● Directions for this task
Take the entries below and print only the lines from the one with "pub struct HeuristicAdvisor;" through the one with "the field twice", exactly as they stand, both ends included.

Stored data:
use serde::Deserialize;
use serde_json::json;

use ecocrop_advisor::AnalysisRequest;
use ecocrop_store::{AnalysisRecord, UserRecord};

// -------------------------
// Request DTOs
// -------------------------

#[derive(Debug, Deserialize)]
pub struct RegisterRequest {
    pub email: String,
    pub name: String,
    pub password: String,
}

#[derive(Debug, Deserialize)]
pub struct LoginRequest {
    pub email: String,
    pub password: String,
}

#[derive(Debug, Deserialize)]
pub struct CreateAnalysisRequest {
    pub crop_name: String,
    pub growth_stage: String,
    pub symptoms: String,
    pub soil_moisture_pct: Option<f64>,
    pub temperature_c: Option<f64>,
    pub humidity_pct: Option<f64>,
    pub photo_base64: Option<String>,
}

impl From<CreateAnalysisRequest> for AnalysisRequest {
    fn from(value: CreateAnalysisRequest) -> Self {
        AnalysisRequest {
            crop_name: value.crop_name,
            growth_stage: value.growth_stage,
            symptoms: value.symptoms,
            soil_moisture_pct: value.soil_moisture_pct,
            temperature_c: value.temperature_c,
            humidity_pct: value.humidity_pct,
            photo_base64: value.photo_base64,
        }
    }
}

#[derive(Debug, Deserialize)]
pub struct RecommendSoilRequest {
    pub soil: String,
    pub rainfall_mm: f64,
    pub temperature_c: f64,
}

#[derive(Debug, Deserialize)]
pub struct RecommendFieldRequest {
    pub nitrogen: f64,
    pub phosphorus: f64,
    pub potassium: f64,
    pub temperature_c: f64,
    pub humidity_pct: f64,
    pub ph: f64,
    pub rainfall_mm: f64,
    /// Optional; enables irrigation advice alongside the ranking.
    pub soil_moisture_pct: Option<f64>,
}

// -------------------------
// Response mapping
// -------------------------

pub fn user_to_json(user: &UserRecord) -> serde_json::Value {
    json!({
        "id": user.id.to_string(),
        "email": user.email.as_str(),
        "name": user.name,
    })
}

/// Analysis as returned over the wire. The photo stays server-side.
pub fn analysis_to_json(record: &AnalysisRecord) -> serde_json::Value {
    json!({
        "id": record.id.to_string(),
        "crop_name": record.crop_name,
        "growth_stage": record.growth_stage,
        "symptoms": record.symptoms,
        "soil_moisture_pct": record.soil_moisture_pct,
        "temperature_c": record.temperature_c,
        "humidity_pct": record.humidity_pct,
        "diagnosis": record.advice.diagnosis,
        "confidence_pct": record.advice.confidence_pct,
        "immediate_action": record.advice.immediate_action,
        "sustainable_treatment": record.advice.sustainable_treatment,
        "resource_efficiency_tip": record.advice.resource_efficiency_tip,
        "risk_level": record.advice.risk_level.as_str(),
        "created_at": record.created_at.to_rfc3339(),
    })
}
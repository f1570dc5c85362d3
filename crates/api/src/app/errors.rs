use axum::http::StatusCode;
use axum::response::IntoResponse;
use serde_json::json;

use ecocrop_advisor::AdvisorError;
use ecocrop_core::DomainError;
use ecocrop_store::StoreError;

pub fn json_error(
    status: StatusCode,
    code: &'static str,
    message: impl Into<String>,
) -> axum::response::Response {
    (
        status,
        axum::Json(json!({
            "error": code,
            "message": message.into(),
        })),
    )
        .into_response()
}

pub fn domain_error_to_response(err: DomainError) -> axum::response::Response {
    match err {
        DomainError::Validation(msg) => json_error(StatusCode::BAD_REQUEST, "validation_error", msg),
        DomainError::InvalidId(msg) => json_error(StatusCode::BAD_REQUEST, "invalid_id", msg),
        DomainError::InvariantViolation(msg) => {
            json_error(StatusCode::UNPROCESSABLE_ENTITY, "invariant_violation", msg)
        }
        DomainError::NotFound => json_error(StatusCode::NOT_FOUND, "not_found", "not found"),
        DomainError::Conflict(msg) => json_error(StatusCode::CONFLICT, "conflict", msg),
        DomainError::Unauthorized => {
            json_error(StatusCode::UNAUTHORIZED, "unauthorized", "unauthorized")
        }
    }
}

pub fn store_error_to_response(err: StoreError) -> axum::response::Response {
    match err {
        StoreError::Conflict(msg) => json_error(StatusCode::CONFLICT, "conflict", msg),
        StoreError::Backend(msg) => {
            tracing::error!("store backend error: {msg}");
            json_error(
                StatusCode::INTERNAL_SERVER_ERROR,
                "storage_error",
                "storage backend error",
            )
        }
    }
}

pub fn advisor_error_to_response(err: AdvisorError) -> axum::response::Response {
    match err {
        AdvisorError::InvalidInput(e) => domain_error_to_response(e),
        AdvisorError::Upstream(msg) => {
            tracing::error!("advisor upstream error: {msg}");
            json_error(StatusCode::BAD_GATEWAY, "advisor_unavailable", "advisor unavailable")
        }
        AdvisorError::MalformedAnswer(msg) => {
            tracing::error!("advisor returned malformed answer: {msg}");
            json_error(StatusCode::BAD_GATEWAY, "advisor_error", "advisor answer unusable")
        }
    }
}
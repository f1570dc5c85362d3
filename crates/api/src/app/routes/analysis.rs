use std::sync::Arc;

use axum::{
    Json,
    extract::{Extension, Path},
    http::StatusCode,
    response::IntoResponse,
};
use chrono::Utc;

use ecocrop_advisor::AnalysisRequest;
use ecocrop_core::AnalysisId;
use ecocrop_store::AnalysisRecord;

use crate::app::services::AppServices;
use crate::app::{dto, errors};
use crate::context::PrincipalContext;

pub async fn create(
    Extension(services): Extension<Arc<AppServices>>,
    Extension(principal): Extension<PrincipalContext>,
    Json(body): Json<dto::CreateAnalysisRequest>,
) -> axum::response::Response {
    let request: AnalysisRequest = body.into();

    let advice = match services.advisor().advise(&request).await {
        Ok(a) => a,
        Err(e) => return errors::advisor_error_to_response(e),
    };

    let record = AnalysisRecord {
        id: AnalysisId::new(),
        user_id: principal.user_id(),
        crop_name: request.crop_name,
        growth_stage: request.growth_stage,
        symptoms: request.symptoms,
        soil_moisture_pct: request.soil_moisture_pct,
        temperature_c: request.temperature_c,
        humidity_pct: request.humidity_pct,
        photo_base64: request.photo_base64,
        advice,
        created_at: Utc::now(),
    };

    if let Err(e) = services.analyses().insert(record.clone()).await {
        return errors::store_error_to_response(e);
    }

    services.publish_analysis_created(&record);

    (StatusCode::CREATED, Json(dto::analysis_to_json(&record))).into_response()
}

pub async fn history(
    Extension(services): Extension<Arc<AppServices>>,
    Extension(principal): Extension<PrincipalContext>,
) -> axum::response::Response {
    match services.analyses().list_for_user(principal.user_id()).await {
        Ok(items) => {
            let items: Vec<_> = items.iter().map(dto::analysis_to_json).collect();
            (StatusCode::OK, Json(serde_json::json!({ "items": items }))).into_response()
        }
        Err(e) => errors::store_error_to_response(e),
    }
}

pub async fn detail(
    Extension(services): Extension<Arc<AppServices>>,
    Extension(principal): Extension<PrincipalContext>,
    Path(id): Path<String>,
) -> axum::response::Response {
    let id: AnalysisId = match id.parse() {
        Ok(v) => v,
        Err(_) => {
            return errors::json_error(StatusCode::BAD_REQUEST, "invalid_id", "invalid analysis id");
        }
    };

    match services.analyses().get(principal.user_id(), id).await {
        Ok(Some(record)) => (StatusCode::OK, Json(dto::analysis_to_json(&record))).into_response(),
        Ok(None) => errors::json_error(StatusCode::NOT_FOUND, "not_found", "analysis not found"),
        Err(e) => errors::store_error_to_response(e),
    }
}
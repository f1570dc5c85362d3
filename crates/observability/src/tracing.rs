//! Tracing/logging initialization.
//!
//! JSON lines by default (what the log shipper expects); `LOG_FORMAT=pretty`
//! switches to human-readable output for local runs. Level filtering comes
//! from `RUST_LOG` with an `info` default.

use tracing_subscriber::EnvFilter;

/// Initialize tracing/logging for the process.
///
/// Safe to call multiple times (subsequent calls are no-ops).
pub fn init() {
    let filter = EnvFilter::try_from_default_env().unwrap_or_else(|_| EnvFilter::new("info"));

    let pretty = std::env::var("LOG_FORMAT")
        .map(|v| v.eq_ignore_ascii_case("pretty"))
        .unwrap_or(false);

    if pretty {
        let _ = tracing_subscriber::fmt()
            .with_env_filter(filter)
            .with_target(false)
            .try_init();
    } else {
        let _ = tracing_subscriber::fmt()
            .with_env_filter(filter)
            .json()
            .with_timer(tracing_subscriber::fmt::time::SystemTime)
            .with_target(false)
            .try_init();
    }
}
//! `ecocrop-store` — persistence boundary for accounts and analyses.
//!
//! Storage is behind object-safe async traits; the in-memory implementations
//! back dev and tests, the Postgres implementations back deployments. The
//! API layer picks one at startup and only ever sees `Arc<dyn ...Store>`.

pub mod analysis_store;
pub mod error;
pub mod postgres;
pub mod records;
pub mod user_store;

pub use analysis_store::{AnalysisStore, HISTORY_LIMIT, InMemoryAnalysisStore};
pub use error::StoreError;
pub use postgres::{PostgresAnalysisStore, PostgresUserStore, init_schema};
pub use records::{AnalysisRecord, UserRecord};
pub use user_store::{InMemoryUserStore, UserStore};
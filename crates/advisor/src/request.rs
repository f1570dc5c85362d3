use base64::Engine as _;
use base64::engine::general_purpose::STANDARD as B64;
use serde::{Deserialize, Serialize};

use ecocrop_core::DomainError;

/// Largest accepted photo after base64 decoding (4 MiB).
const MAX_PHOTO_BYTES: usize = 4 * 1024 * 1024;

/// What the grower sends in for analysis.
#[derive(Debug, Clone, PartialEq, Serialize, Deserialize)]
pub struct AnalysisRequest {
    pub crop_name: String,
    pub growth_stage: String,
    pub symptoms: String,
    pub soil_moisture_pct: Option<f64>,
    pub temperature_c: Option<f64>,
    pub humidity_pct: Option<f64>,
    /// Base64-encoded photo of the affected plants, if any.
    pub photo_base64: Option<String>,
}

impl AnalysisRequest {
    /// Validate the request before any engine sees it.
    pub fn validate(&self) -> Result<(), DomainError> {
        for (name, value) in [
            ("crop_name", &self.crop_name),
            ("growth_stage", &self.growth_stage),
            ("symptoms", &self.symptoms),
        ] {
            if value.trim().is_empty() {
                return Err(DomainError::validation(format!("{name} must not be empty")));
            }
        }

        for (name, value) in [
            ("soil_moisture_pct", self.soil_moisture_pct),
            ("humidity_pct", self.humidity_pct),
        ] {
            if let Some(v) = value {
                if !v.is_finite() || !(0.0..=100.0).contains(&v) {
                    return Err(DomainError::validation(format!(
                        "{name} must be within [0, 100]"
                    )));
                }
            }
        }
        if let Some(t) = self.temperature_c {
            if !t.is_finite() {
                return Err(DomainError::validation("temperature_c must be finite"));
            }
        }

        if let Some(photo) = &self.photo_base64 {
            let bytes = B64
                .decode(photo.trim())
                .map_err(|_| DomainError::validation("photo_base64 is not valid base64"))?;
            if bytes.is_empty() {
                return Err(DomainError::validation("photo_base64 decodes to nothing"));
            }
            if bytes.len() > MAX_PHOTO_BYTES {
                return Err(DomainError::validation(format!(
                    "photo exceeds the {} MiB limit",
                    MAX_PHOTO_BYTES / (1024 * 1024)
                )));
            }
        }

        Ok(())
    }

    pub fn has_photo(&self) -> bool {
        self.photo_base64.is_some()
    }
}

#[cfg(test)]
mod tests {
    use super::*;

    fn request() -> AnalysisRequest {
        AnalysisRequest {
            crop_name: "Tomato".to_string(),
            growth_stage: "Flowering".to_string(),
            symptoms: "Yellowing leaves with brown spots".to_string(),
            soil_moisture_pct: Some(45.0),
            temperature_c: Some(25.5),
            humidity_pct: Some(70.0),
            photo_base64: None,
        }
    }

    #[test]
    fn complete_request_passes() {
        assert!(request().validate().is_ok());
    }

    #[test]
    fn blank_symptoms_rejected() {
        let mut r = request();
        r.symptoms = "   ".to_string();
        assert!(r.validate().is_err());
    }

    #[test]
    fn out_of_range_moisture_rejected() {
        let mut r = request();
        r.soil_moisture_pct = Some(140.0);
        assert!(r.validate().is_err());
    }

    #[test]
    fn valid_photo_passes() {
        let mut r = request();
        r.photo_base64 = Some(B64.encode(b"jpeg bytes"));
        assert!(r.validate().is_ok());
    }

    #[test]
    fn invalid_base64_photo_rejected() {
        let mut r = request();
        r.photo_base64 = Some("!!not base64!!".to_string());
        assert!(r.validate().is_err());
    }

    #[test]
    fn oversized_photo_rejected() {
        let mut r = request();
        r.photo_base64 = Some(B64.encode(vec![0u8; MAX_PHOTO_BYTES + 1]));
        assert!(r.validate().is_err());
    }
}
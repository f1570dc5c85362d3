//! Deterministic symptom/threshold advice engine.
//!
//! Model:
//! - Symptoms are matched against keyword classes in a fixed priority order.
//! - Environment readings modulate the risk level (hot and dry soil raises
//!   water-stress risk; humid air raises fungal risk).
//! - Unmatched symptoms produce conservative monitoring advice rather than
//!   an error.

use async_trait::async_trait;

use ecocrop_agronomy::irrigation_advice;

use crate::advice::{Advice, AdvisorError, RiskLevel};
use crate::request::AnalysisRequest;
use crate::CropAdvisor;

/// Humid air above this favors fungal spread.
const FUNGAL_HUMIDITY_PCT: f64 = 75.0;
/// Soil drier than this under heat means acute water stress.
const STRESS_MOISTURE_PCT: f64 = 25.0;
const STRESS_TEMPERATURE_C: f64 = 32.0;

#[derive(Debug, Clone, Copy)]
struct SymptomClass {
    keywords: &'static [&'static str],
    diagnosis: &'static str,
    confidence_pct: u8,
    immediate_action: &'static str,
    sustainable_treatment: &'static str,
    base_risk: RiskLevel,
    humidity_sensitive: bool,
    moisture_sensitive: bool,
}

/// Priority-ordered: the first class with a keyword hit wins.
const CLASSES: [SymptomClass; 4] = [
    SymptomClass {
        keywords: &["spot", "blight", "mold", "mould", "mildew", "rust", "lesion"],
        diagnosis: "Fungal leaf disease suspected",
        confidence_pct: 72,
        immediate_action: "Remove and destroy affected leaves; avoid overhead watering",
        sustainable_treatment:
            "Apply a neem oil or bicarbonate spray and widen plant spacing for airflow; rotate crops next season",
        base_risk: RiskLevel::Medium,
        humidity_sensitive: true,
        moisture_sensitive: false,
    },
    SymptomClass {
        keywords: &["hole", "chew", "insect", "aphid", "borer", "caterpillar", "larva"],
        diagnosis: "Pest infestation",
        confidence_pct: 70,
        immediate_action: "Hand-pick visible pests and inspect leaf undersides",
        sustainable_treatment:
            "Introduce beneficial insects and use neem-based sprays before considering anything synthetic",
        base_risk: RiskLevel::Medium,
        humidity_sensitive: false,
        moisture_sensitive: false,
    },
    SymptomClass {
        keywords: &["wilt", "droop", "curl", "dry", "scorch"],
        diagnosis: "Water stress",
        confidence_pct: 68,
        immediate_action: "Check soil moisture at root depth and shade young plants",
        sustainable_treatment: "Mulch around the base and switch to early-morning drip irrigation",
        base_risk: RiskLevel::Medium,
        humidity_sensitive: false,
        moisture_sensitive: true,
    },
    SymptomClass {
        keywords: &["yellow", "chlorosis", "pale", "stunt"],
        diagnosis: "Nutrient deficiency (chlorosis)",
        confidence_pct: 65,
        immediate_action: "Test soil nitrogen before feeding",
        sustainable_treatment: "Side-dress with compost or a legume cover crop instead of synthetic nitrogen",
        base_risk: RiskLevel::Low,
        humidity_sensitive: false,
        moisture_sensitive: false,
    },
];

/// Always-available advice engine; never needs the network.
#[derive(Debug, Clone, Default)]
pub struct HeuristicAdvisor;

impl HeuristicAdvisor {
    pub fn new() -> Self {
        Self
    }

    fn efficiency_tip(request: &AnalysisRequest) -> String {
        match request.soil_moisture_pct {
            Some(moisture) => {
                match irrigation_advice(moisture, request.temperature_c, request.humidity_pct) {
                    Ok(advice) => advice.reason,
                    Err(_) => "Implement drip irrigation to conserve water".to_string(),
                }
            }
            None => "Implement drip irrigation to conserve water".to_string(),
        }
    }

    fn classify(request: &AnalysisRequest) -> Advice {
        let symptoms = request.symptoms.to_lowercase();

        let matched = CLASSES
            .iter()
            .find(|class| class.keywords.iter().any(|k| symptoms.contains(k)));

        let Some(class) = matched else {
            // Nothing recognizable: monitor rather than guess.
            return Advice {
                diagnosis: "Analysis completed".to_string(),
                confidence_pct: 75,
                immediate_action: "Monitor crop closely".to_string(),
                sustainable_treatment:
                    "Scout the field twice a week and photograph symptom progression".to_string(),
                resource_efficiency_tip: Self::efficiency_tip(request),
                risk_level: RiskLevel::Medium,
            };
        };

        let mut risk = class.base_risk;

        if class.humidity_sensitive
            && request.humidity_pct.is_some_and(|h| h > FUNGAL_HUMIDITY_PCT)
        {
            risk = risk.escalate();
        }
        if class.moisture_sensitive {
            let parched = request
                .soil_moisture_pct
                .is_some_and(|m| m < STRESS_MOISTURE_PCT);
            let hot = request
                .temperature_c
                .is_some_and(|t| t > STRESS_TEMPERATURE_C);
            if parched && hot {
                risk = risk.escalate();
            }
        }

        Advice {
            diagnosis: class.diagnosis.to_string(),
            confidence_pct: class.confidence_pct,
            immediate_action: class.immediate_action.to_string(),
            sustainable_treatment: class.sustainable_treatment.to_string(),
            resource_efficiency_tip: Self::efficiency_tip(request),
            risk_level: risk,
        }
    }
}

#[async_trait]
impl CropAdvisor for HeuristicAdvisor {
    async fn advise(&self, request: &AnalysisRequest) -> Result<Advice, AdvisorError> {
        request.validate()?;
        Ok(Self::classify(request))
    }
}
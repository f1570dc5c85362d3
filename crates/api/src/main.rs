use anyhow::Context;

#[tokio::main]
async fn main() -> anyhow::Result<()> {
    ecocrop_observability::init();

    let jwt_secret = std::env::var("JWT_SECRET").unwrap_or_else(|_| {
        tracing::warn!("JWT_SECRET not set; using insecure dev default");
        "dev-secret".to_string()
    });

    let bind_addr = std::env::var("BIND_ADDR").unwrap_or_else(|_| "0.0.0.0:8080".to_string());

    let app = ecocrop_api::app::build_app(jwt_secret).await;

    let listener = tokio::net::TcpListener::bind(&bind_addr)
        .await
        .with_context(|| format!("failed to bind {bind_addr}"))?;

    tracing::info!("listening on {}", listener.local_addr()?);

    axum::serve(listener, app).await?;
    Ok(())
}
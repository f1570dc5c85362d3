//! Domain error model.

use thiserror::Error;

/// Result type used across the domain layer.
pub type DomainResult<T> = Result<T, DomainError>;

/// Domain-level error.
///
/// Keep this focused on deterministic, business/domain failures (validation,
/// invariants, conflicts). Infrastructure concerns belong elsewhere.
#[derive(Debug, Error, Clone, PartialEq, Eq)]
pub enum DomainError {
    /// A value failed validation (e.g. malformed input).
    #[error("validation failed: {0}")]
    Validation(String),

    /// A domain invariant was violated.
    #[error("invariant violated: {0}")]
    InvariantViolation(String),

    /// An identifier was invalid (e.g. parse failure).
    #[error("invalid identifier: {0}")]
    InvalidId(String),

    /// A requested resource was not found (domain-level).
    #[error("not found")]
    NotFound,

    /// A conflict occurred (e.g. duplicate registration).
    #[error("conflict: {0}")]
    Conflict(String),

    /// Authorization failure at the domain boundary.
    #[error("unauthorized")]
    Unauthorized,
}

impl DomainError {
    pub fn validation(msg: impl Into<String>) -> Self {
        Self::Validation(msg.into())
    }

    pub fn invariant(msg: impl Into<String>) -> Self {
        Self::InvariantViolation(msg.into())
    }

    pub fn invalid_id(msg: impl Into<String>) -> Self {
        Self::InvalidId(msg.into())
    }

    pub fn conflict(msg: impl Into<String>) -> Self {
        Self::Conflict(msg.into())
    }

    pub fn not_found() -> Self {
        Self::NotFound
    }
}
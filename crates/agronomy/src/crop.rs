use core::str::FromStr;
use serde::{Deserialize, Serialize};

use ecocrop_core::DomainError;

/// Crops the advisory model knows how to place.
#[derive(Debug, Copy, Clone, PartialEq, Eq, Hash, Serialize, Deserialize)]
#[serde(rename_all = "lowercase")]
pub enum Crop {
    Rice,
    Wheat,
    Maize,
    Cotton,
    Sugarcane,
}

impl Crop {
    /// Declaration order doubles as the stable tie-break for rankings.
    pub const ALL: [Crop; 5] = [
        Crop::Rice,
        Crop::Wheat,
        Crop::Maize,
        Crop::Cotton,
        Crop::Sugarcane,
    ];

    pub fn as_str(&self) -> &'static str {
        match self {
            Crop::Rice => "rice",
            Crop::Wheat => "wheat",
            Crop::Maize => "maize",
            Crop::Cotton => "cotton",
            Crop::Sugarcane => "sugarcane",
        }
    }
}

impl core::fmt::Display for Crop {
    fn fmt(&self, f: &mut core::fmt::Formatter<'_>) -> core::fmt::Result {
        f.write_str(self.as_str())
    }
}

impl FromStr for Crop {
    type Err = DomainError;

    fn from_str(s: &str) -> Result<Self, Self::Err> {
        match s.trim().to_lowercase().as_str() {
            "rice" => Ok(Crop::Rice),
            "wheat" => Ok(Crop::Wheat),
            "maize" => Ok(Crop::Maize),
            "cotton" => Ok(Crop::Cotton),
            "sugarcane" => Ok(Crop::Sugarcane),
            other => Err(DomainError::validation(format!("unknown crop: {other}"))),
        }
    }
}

● Task response
pub struct HeuristicAdvisor;

impl HeuristicAdvisor {
    pub fn new() -> Self {
        Self
    }

    fn efficiency_tip(request: &AnalysisRequest) -> String {
        match request.soil_moisture_pct {
            Some(moisture) => {
                match irrigation_advice(moisture, request.temperature_c, request.humidity_pct) {
                    Ok(advice) => advice.reason,
                    Err(_) => "Implement drip irrigation to conserve water".to_string(),
                }
            }
            None => "Implement drip irrigation to conserve water".to_string(),
        }
    }

    fn classify(request: &AnalysisRequest) -> Advice {
        let symptoms = request.symptoms.to_lowercase();

        let matched = CLASSES
            .iter()
            .find(|class| class.keywords.iter().any(|k| symptoms.contains(k)));

        let Some(class) = matched else {
            // Nothing recognizable: monitor rather than guess.
            return Advice {
                diagnosis: "Analysis completed".to_string(),
                confidence_pct: 75,
                immediate_action: "Monitor crop closely".to_string(),
                sustainable_treatment:
                    "Scout the field twice a week and photograph symptom progression".to_string(),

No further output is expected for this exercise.